Study Links MS To Different Area Of The Brain

A study has suggested evidence that MS may not only cause damage as a result of the visible lesions that the said disease can create. It may also affect other areas of the brain responsible for cognitive, motor as well as sensory functions. The results of the study are published in The Journal of Neuroscience.

Radiology researchers hailing from the University of Texas Health Science Center at Houston looked into the brain’s thalamus as a benchmark for the study. According to Khader M. Hasan, Ph.D., associate professor at the UTHealth Medical School and the study’s first author, “The thalamus is a central area that relates to the rest of the brain and acts as the ‘post office’. It also is an area that has the least amount of damage from lesions in the brain but we see volume loss, so it appears other brain damage related to the disease is also occurring.”

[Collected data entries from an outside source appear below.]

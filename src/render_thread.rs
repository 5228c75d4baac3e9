// src/render_thread.rs
//! Render thread + deferred command queue.
//!
//! Producers push closures from any thread with [`RenderThread::queue`]. Nothing runs until the
//! owner asks for it: [`RenderThread::wait_all`] drains the queue in order and blocks until done,
//! [`RenderThread::execute_one`] runs only the most recently queued closure and returns at once.
//!
//! One mutex guards the queue and a single [`ThreadState`]; one condition variable carries
//! every wake-up in both directions. With the thread disabled the same calls run the closures
//! synchronously on the caller.
//!
//! Shutdown discards whatever is still queued. A closure that already started always finishes.
//! A closure that panics is logged and counted; the queue keeps running and waiters still wake.

use parking_lot::{Condvar, Mutex, MutexGuard};
use std::any::Any;
use std::collections::VecDeque;
use std::panic::{catch_unwind, AssertUnwindSafe};
use std::sync::atomic::{AtomicUsize, Ordering};
use std::sync::{Arc, OnceLock};
use std::thread::{JoinHandle, ThreadId};
use std::time::{Duration, Instant};

pub const RENDER_THREAD_NAME: &str = "Render Thread";

pub type RenderCommand = Box<dyn FnOnce() + Send + 'static>;

// ============================================================================
// 1. STATE
// ============================================================================

/// What the worker has been asked to do.
#[derive(Debug, Clone, Copy, PartialEq, Eq)]
pub enum ThreadState {
    Idle,
    /// Run the most recently queued closure, then go idle.
    ExecuteOne,
    /// Run everything, oldest first, until the queue is empty.
    ExecuteAll,
    ShuttingDown,
}

struct Inner {
    state: ThreadState,
    queue: VecDeque<RenderCommand>,
    /// A closure is running right now (lock released).
    busy: bool,
}

/// Counters for pacing and shutdown diagnostics.
#[derive(Debug, Default)]
pub struct RenderThreadMetrics {
    pub queued: AtomicUsize,
    pub executed: AtomicUsize,
    /// Commands that panicked. They count as run, not as executed.
    pub panicked: AtomicUsize,
    /// Dropped unexecuted at shutdown or queued after it.
    pub discarded: AtomicUsize,
}

struct Shared {
    inner: Mutex<Inner>,
    signal: Condvar,
    metrics: RenderThreadMetrics,
    thread_id: OnceLock<ThreadId>,
}

impl Shared {
    /// Run one command with the lock released. A panic stays inside the command.
    fn run(&self, guard: &mut MutexGuard<'_, Inner>, command: RenderCommand) {
        guard.busy = true;
        let outcome = MutexGuard::unlocked(guard, || catch_unwind(AssertUnwindSafe(command)));
        guard.busy = false;
        match outcome {
            Ok(()) => {
                self.metrics.executed.fetch_add(1, Ordering::Relaxed);
            }
            Err(payload) => {
                self.metrics.panicked.fetch_add(1, Ordering::Relaxed);
                log::error!("Render command panicked: {}", panic_message(payload.as_ref()));
            }
        }
    }
}
impl DescriptorSet {
    pub fn new(label: &str, set: u32) -> Self {
        Self {
            label: format!("{label} set {set}"),
            set,
            resources: BTreeMap::new(),
            bind_group: None,
        }
    }

    pub fn set(&self) -> u32 {
        self.set
    }

    /// Bind `resource` to the binding named `name`. Unknown names and kind mismatches are errors.
    pub fn write(&mut self, layer: &DescriptorSetLayer, name: &str, resource: DescriptorResource) -> Result<()> {
        let resolved = layer.resolve(name)?;
        if resolved.set != self.set {
            return Err(Error::Reflection(format!(
                "'{name}' lives in set {}, not set {}",
                resolved.set, self.set
            )));
        }
        if !resource.fits(resolved.kind) {
            return Err(Error::Reflection(format!(
                "'{name}' is a {:?} binding",
                resolved.kind
            )));
        }
        self.write_binding(resolved.binding, resource);
        Ok(())
    }

    /// Like [`write`](Self::write) but a missing name is fine. Returns whether anything was bound.
    pub fn write_optional(
        &mut self,
        layer: &DescriptorSetLayer,
        name: &str,
        resource: DescriptorResource,
    ) -> Result<bool> {
        match self.write(layer, name, resource) {
            Ok(()) => Ok(true),
            Err(err) if err.is_unknown_resource() => {
                log::debug!("{}: optional binding '{name}' not declared", self.label);
                Ok(false)
            }
            Err(err) => Err(err),
        }
    }

    pub fn write_binding(&mut self, binding: u32, resource: DescriptorResource) {
        self.resources.insert(binding, resource);
        self.bind_group = None;
    }

    /// Bind every reflected uniform buffer of this set to the layer's backing buffer.
    pub fn write_all_uniform_buffers(&mut self, layer: &DescriptorSetLayer) -> Result<()> {
        let Some(desc) = layer.set_layout(self.set) else {
            return Ok(());
        };
        for binding in desc.bindings.iter().filter(|b| b.kind == ResourceKind::UniformBuffer) {
            let buffer = layer
                .uniform_buffer(self.set, binding.entry.binding)
                .with_context(|| format!("uniform buffer '{}' has no GPU storage", binding.name))?;
            self.write_binding(binding.entry.binding, DescriptorResource::Buffer(Arc::clone(buffer)));
        }
        Ok(())
    }

    /// Names of layout bindings that have nothing written yet.
    pub fn missing(&self, layer: &DescriptorSetLayer) -> Vec<String> {
        layer
            .set_layout(self.set)
            .map(|desc| {
                desc.bindings
                    .iter()
                    .filter(|b| !self.resources.contains_key(&b.entry.binding))
                    .map(|b| b.name.clone())
                    .collect()
            })
            .unwrap_or_default()
    }

    /// Bind group built by the last [`bind_group`](Self::bind_group) call, if still current.
    pub fn current_bind_group(&self) -> Option<&wgpu::BindGroup> {
        self.bind_group.as_ref()
    }

    /// The bind group for the current resources, rebuilt if anything was written since last time.
    pub fn bind_group(&mut self, gpu: &GpuContext, layer: &DescriptorSetLayer) -> Result<&wgpu::BindGroup> {
        if self.bind_group.is_none() {
            let missing = self.missing(layer);
            if !missing.is_empty() {
                return Err(Error::Reflection(format!(
                    "{}: nothing written for {}",
                    self.label,
                    missing.join(", ")
                )));
            }
            let layout = layer.bind_group_layout(self.set)?;
            let arrays: BTreeMap<u32, Vec<&wgpu::TextureView>> = self
                .resources
                .iter()
                .filter_map(|(binding, res)| match res {
                    DescriptorResource::ViewArray(views) => {
                        Some((*binding, views.iter().map(|v| v.as_ref()).collect()))
                    }
                    _ => None,
                })
                .collect();
            let entries: Vec<wgpu::BindGroupEntry> = self
                .resources
                .iter()
                .filter_map(|(binding, res)| {
                    let resource = match arrays.get(binding) {
                        Some(views) => wgpu::BindingResource::TextureViewArray(views),
                        None => res.binding_resource()?,
                    };
                    Some(wgpu::BindGroupEntry {
                        binding: *binding,
                        resource,
                    })
                })
                .collect();
            self.bind_group = Some(gpu.device.create_bind_group(&wgpu::BindGroupDescriptor {
                label: Some(&self.label),
                layout,
                entries: &entries,
            }));
        }
        self.bind_group
            .as_ref()
            .with_context(|| format!("{} has no bind group", self.label))
    }
}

The researchers have previously known that the thalamus loses volume and size as a result of aging. This process accelerates after an individual reaches the age of 70. The researchers wanted to know further if the same process is accelerated in patients suffering from multiple sclerosis, which might also explain the dementia-related decline that is also often associated with MS.

To determine this process in the study, the researchers made use of precise imaging made possible by the powerful 3 Tessla MRI scanner. The researchers used the machine in order to compare the brain scans of 109 MS patients with those from 255 healthy subjects. The MS patients who participated in the study came from the Multiple Sclerosis Research Group at UTHealth.

The results showed that, adjusting for age-related changes that happen to the brain’s thalamus, the researchers found out that the patients with MS also has less thalamic  volume as compared to the normal controls. The amount of volume loss also seems to be related to the severity of disability that the MS patients experience.

“This is looking at multiple sclerosis in a different way,” says Hasan. “The thalami are losing cellular content and we can use this as a marker of what’s going on. If we can find a way to detect the disease earlier in a more vulnerable population, we could begin treatment sooner,” he further added.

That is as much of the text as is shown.